START Provided information

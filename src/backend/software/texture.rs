//! Texel storage and nearest-neighbour sampling.

use glam::{Vec2, Vec3, Vec4};

use crate::assets::{CubeFace, ImageData, TargetHandle};

/// Returned for textures that cannot be resolved.
pub const MISSING_COLOR: Vec4 = Vec4::new(1.0, 0.0, 1.0, 1.0);

#[derive(Debug, Clone, Copy, PartialEq, Eq, Hash, Default)]
pub enum WrapMode {
    #[default]
    Repeat,
    ClampToEdge,
}

impl WrapMode {
    #[inline]
    fn apply(self, coord: f32) -> f32 {
        match self {
            Self::Repeat => coord - coord.floor(),
            Self::ClampToEdge => coord.clamp(0.0, 1.0),
        }
    }
}

/// Floating-point RGBA image, rows top to bottom.
#[derive(Debug, Clone, Default, PartialEq)]
pub struct ColorImage {
    width: u32,
    height: u32,
    texels: Vec<Vec4>,
}

impl ColorImage {
    #[must_use]
    pub fn new(width: u32, height: u32, fill: Vec4) -> Self {
        Self {
            width,
            height,
            texels: vec![fill; width as usize * height as usize],
        }
    }

    #[must_use]
    pub fn from_image_data(image: &ImageData) -> Self {
        let mut texels = Vec::with_capacity(image.width as usize * image.height as usize);
        for y in 0..image.height {
            for x in 0..image.width {
                texels.push(image.texel(x, y));
            }
        }
        Self {
            width: image.width,
            height: image.height,
            texels,
        }
    }

    #[must_use]
    pub fn width(&self) -> u32 {
        self.width
    }

    #[must_use]
    pub fn height(&self) -> u32 {
        self.height
    }

    #[must_use]
    pub fn is_empty(&self) -> bool {
        self.texels.is_empty()
    }

    #[must_use]
    pub fn get(&self, x: u32, y: u32) -> Option<Vec4> {
        if x >= self.width || y >= self.height {
            return None;
        }
        self.texels.get(y as usize * self.width as usize + x as usize).copied()
    }

    #[inline]
    pub(super) fn texel_mut(&mut self, index: usize) -> &mut Vec4 {
        &mut self.texels[index]
    }

    pub fn fill(&mut self, color: Vec4) {
        self.texels.fill(color);
    }

    /// Converts back to RGBA8, e.g. for saving a presented frame.
    #[must_use]
    pub fn to_image_data(&self) -> ImageData {
        let mut pixels = Vec::with_capacity(self.texels.len() * 4);
        for texel in &self.texels {
            for channel in texel.to_array() {
                pixels.push((channel.clamp(0.0, 1.0) * 255.0).round() as u8);
            }
        }
        ImageData {
            width: self.width,
            height: self.height,
            pixels,
        }
    }

    /// Samples with `uv` in the usual convention: `v = 0` is the bottom row.
    #[must_use]
    pub fn sample(&self, uv: Vec2, wrap: WrapMode) -> Vec4 {
        let s = wrap.apply(uv.x);
        let t = 1.0 - wrap.apply(uv.y);
        self.sample_st(s, t)
    }

    /// Samples with `t = 0` at the top row.
    #[must_use]
    pub fn sample_st(&self, s: f32, t: f32) -> Vec4 {
        if self.is_empty() {
            return MISSING_COLOR;
        }
        let x = ((s * self.width as f32).floor() as i64).clamp(0, i64::from(self.width) - 1);
        let y = ((t * self.height as f32).floor() as i64).clamp(0, i64::from(self.height) - 1);
        self.texels[y as usize * self.width as usize + x as usize]
    }
}

pub(super) enum SoftTexture {
    Image { image: ColorImage, wrap: WrapMode },
    Cube(Box<[ColorImage; 6]>),
    /// Color attachment of an offscreen target.
    Attachment(TargetHandle),
}

/// A texture resolved for one draw.
#[derive(Clone, Copy)]
pub(super) enum TextureView<'a> {
    Image(&'a ColorImage, WrapMode),
    Cube(&'a [ColorImage; 6]),
    Missing,
}

impl TextureView<'_> {
    pub(super) fn sample(&self, uv: Vec2) -> Vec4 {
        match self {
            Self::Image(image, wrap) => image.sample(uv, *wrap),
            Self::Cube(_) | Self::Missing => MISSING_COLOR,
        }
    }

    pub(super) fn sample_cube(&self, dir: Vec3) -> Vec4 {
        match self {
            Self::Cube(faces) => {
                let (face, st) = CubeFace::from_direction(dir);
                faces[face.index()].sample_st(st.x, st.y)
            }
            Self::Image(..) | Self::Missing => MISSING_COLOR,
        }
    }

    /// Texel size in uv units, for kernel effects.
    pub(super) fn texel_size(&self) -> Vec2 {
        match self {
            Self::Image(image, _) if !image.is_empty() => {
                Vec2::new(1.0 / image.width() as f32, 1.0 / image.height() as f32)
            }
            _ => Vec2::splat(1.0 / 300.0),
        }
    }
}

END Provided information

Task to carry out: What you return should match the entries above exactly.

Answer to the problem:
filename src/backend/software/texture.rs
//! Texel storage and nearest-neighbour sampling.

use glam::{Vec2, Vec3, Vec4};

use crate::assets::{CubeFace, ImageData, TargetHandle};

/// Returned for textures that cannot be resolved.
pub const MISSING_COLOR: Vec4 = Vec4::new(1.0, 0.0, 1.0, 1.0);

#[derive(Debug, Clone, Copy, PartialEq, Eq, Hash, Default)]
pub enum WrapMode {
    #[default]
    Repeat,
    ClampToEdge,
}

impl WrapMode {
    #[inline]
    fn apply(self, coord: f32) -> f32 {
        match self {
            Self::Repeat => coord - coord.floor(),
            Self::ClampToEdge => coord.clamp(0.0, 1.0),
        }
    }
}

/// Floating-point RGBA image, rows top to bottom.
#[derive(Debug, Clone, Default, PartialEq)]
pub struct ColorImage {
    width: u32,
    height: u32,
    texels: Vec<Vec4>,
}

impl ColorImage {
    #[must_use]
    pub fn new(width: u32, height: u32, fill: Vec4) -> Self {
        Self {
            width,
            height,
            texels: vec![fill; width as usize * height as usize],
        }
    }

    #[must_use]
    pub fn from_image_data(image: &ImageData) -> Self {
        let mut texels = Vec::with_capacity(image.width as usize * image.height as usize);
        for y in 0..image.height {
            for x in 0..image.width {
                texels.push(image.texel(x, y));
            }
        }
        Self {
            width: image.width,
            height: image.height,
            texels,
        }
    }

    #[must_use]
    pub fn width(&self) -> u32 {
        self.width
    }

    #[must_use]
    pub fn height(&self) -> u32 {
        self.height
    }

    #[must_use]
    pub fn is_empty(&self) -> bool {
        self.texels.is_empty()
    }

    #[must_use]
    pub fn get(&self, x: u32, y: u32) -> Option<Vec4> {
        if x >= self.width || y >= self.height {
            return None;
        }
        self.texels.get(y as usize * self.width as usize + x as usize).copied()
    }

    #[inline]
    pub(super) fn texel_mut(&mut self, index: usize) -> &mut Vec4 {
        &mut self.texels[index]
    }

    pub fn fill(&mut self, color: Vec4) {
        self.texels.fill(color);
    }

    /// Converts back to RGBA8, e.g. for saving a presented frame.
    #[must_use]
    pub fn to_image_data(&self) -> ImageData {
        let mut pixels = Vec::with_capacity(self.texels.len() * 4);
        for texel in &self.texels {
            for channel in texel.to_array() {
                pixels.push((channel.clamp(0.0, 1.0) * 255.0).round() as u8);
            }
        }
        ImageData {
            width: self.width,
            height: self.height,
            pixels,
        }
    }

    /// Samples with `uv` in the usual convention: `v = 0` is the bottom row.
    #[must_use]
    pub fn sample(&self, uv: Vec2, wrap: WrapMode) -> Vec4 {
        let s = wrap.apply(uv.x);
        let t = 1.0 - wrap.apply(uv.y);
        self.sample_st(s, t)
    }

    /// Samples with `t = 0` at the top row.
    #[must_use]
    pub fn sample_st(&self, s: f32, t: f32) -> Vec4 {
        if self.is_empty() {
            return MISSING_COLOR;
        }
        let x = ((s * self.width as f32).floor() as i64).clamp(0, i64::from(self.width) - 1);
        let y = ((t * self.height as f32).floor() as i64).clamp(0, i64::from(self.height) - 1);
        self.texels[y as usize * self.width as usize + x as usize]
    }
}

pub(super) enum SoftTexture {
    Image { image: ColorImage, wrap: WrapMode },
    Cube(Box<[ColorImage; 6]>),
    /// Color attachment of an offscreen target.
    Attachment(TargetHandle),
}

/// A texture resolved for one draw.
#[derive(Clone, Copy)]
pub(super) enum TextureView<'a> {
    Image(&'a ColorImage, WrapMode),
    Cube(&'a [ColorImage; 6]),
    Missing,
}

impl TextureView<'_> {
    pub(super) fn sample(&self, uv: Vec2) -> Vec4 {
        match self {
            Self::Image(image, wrap) => image.sample(uv, *wrap),
            Self::Cube(_) | Self::Missing => MISSING_COLOR,
        }
    }

    pub(super) fn sample_cube(&self, dir: Vec3) -> Vec4 {
        match self {
            Self::Cube(faces) => {
                let (face, st) = CubeFace::from_direction(dir);
                faces[face.index()].sample_st(st.x, st.y)
            }
            Self::Image(..) | Self::Missing => MISSING_COLOR,
        }
    }

    /// Texel size in uv units, for kernel effects.
    pub(super) fn texel_size(&self) -> Vec2 {
        match self {
            Self::Image(image, _) if !image.is_empty() => {
                Vec2::new(1.0 / image.width() as f32, 1.0 / image.height() as f32)
            }
            _ => Vec2::splat(1.0 / 300.0),
        }
    }
}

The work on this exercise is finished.